Below are records; reproduce exactly the lines from the first through the one containing "fn finish(&mut self, outcome: RequestOutcome)".

(Saved data entries)

· · · · · · ·

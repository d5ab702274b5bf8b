use std::cell::RefCell;
use std::net::SocketAddr;
use std::rc::Rc;
use std::time::Duration;

use bytes::Bytes;

use crate::callback::CallbackGroup;
use crate::net::{FilterAction, Message, Packet, PacketFilter, PacketKind, SharedTransport};
use crate::sched::{Scheduler, SchedulerError};

pub const RETRY_DELAY: Duration = Duration::from_millis(500);
pub const MAX_SENDS: u32 = 10;

#[derive(Debug, Clone, PartialEq, Eq)]
pub enum RequestOutcome {
    Response(Message),
    ContactFailed,
}

type OutcomeFn = Box<dyn FnOnce(RequestOutcome)>;

struct RequestState {
    transport: SharedTransport,
    master: SocketAddr,
    payload: Bytes,
    expected: u8,
    sends_left: u32,
    on_outcome: Option<OutcomeFn>,
    timer: CallbackGroup,
}

impl RequestState {
    fn resend(&mut self) -> Option<(OutcomeFn, RequestOutcome)> {
        if self.sends_left == 0 {
            log::info!("master {} did not answer", self.master);
            return self.finish(RequestOutcome::ContactFailed);
        }
        self.sends_left -= 1;
        if let Err(e) = self
            .transport
            .borrow_mut()
            .send_unconnected(&self.payload, self.master)
        {
            log::warn!("cannot send request to master {}: {e}", self.master);
        }
        None
    }

    fn finish(&mut self, outcome: RequestOutcome) -> Option<(OutcomeFn, RequestOutcome)> {
        self.timer = CallbackGroup::new();
        self.on_outcome.take().map(|callback| (callback, outcome))
    }

    fn is_finished(&self) -> bool {
        self.on_outcome.is_none()
    }
}

/// Sends one datagram to the master until a reply carrying `expected`
/// arrives or the retries run out.
#[derive(Clone)]
pub struct MasterRequest {
    state: Rc<RefCell<RequestState>>,
}

impl MasterRequest {
    pub fn send<F>(
        transport: SharedTransport,
        scheduler: &Scheduler,
        master: SocketAddr,
        message: &Message,
        expected: u8,
        on_outcome: F,
    ) -> Result<Self, SchedulerError>
    where
        F: FnOnce(RequestOutcome) + 'static,
    {
        let state = Rc::new(RefCell::new(RequestState {
            transport,
            master,
            payload: message.encode(),
            expected,
            sends_left: MAX_SENDS,
            on_outcome: Some(Box::new(on_outcome)),
            timer: CallbackGroup::new(),
        }));

        let weak = Rc::downgrade(&state);
        let mut timer = CallbackGroup::new();
        scheduler.add_task("MasterRequest::resend", RETRY_DELAY, &mut timer, move |_| {
            let Some(state) = weak.upgrade() else {
                return Ok(());
            };
            let completion = state.borrow_mut().resend();
            if let Some((callback, outcome)) = completion {
                callback(outcome);
            }
            Ok(())
        })?;

        {
            let mut guard = state.borrow_mut();
            guard.timer = timer;
            guard.resend();
        }
        Ok(Self { state })
    }

    pub fn sends_left(&self) -> u32 {
        self.state.borrow().sends_left
    }
}

impl PacketFilter for MasterRequest {
    fn name(&self) -> &str {
        "master request"
    }

    fn on_packet(&mut self, packet: Packet) -> FilterAction {
        let completion = {
            let mut state = self.state.borrow_mut();
            let answers = packet.addr == state.master
                && !state.is_finished()
                && matches!(&packet.kind, PacketKind::Unconnected(data)
                    if Message::peek_tag(data) == Some(state.expected));
            if !answers {
                return FilterAction::Continue(packet);
            }

            match packet.payload().map(|data| Message::decode(data)) {
                Some(Ok(message)) => state.finish(RequestOutcome::Response(message)),
                Some(Err(e)) => {
                    log::debug!("malformed reply from master {}: {e}", state.master);
                    return FilterAction::Consumed;
                }
                None => return FilterAction::Continue(packet),
            }
        };

        if let Some((callback, outcome)) = completion {
            callback(outcome);
        }
        FilterAction::Consumed
    }

    fn is_finished(&self) -> bool {
        self.state.borrow().is_finished()
    }
}

#[cfg(test)]
mod tests {
    use super::*;
    use crate::net::{MemoryNetwork, NetworkPeer, Transport, share, tag};

    fn master_addr() -> SocketAddr {
        "192.0.2.1:27016".parse().unwrap()
    }

    #[test]
    fn test_gives_up_after_last_retry() {
        let net = MemoryNetwork::new();
        let master = master_addr();
        let _silent = net.bind(master, 4);
        let sched = Scheduler::new();
        let mut peer = NetworkPeer::new(share(net.bind("192.0.2.5:6000".parse().unwrap(), 4)));

        let outcome = Rc::new(RefCell::new(None));
        let sink = Rc::clone(&outcome);
        let request = MasterRequest::send(
            Rc::clone(peer.transport()),
            &sched,
            master,
            &Message::RequestAuthToken,
            tag::AUTH_TOKEN,
            move |o| *sink.borrow_mut() = Some(o),
        )
        .unwrap();
        peer.attach(request.clone());

        for _ in 0..9 {
            sched.tick(RETRY_DELAY);
        }
        assert_eq!(net.pending(master), 10);
        assert!(outcome.borrow().is_none());

        sched.tick(RETRY_DELAY);
        assert_eq!(*outcome.borrow(), Some(RequestOutcome::ContactFailed));
        assert_eq!(net.pending(master), 10);
        assert!(request.is_finished());
    }

    #[test]
    fn test_matching_reply_completes() {
        let net = MemoryNetwork::new();
        let master = master_addr();
        let mut broker = net.bind(master, 4);
        let sched = Scheduler::new();
        let client: SocketAddr = "192.0.2.5:6000".parse().unwrap();
        let mut peer = NetworkPeer::new(share(net.bind(client, 4)));

        let outcome = Rc::new(RefCell::new(None));
        let sink = Rc::clone(&outcome);
        peer.attach(
            MasterRequest::send(
                Rc::clone(peer.transport()),
                &sched,
                master,
                &Message::RequestAuthToken,
                tag::AUTH_TOKEN,
                move |o| *sink.borrow_mut() = Some(o),
            )
            .unwrap(),
        );

        let unrelated = Message::CustomMessage { text: "hi".into() }.encode();
        broker.send_unconnected(&unrelated, client).unwrap();
        broker
            .send_unconnected(&Message::AuthToken { token: 9 }.encode(), client)
            .unwrap();

        let passed = peer.receive().unwrap();
        assert_eq!(passed.kind, PacketKind::Unconnected(unrelated));
        assert!(peer.receive().is_none());
        assert_eq!(
            *outcome.borrow(),
            Some(RequestOutcome::Response(Message::AuthToken { token: 9 }))
        );

        sched.tick(Duration::from_secs(10));
        assert_eq!(sched.live_task_count(), 0);
    }
}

· · · · · · ·

__Solution for this problem__
repository d5ab702274b5bf8b
use std::cell::RefCell;
use std::net::SocketAddr;
use std::rc::Rc;
use std::time::Duration;

use bytes::Bytes;

use crate::callback::CallbackGroup;
use crate::net::{FilterAction, Message, Packet, PacketFilter, PacketKind, SharedTransport};
use crate::sched::{Scheduler, SchedulerError};

pub const RETRY_DELAY: Duration = Duration::from_millis(500);
pub const MAX_SENDS: u32 = 10;

#[derive(Debug, Clone, PartialEq, Eq)]
pub enum RequestOutcome {
    Response(Message),
    ContactFailed,
}

type OutcomeFn = Box<dyn FnOnce(RequestOutcome)>;

struct RequestState {
    transport: SharedTransport,
    master: SocketAddr,
    payload: Bytes,
    expected: u8,
    sends_left: u32,
    on_outcome: Option<OutcomeFn>,
    timer: CallbackGroup,
}

impl RequestState {
    fn resend(&mut self) -> Option<(OutcomeFn, RequestOutcome)> {
        if self.sends_left == 0 {
            log::info!("master {} did not answer", self.master);
            return self.finish(RequestOutcome::ContactFailed);
        }
        self.sends_left -= 1;
        if let Err(e) = self
            .transport
            .borrow_mut()
            .send_unconnected(&self.payload, self.master)
        {
            log::warn!("cannot send request to master {}: {e}", self.master);
        }
        None
    }

    fn finish(&mut self, outcome: RequestOutcome) -> Option<(OutcomeFn, RequestOutcome)> {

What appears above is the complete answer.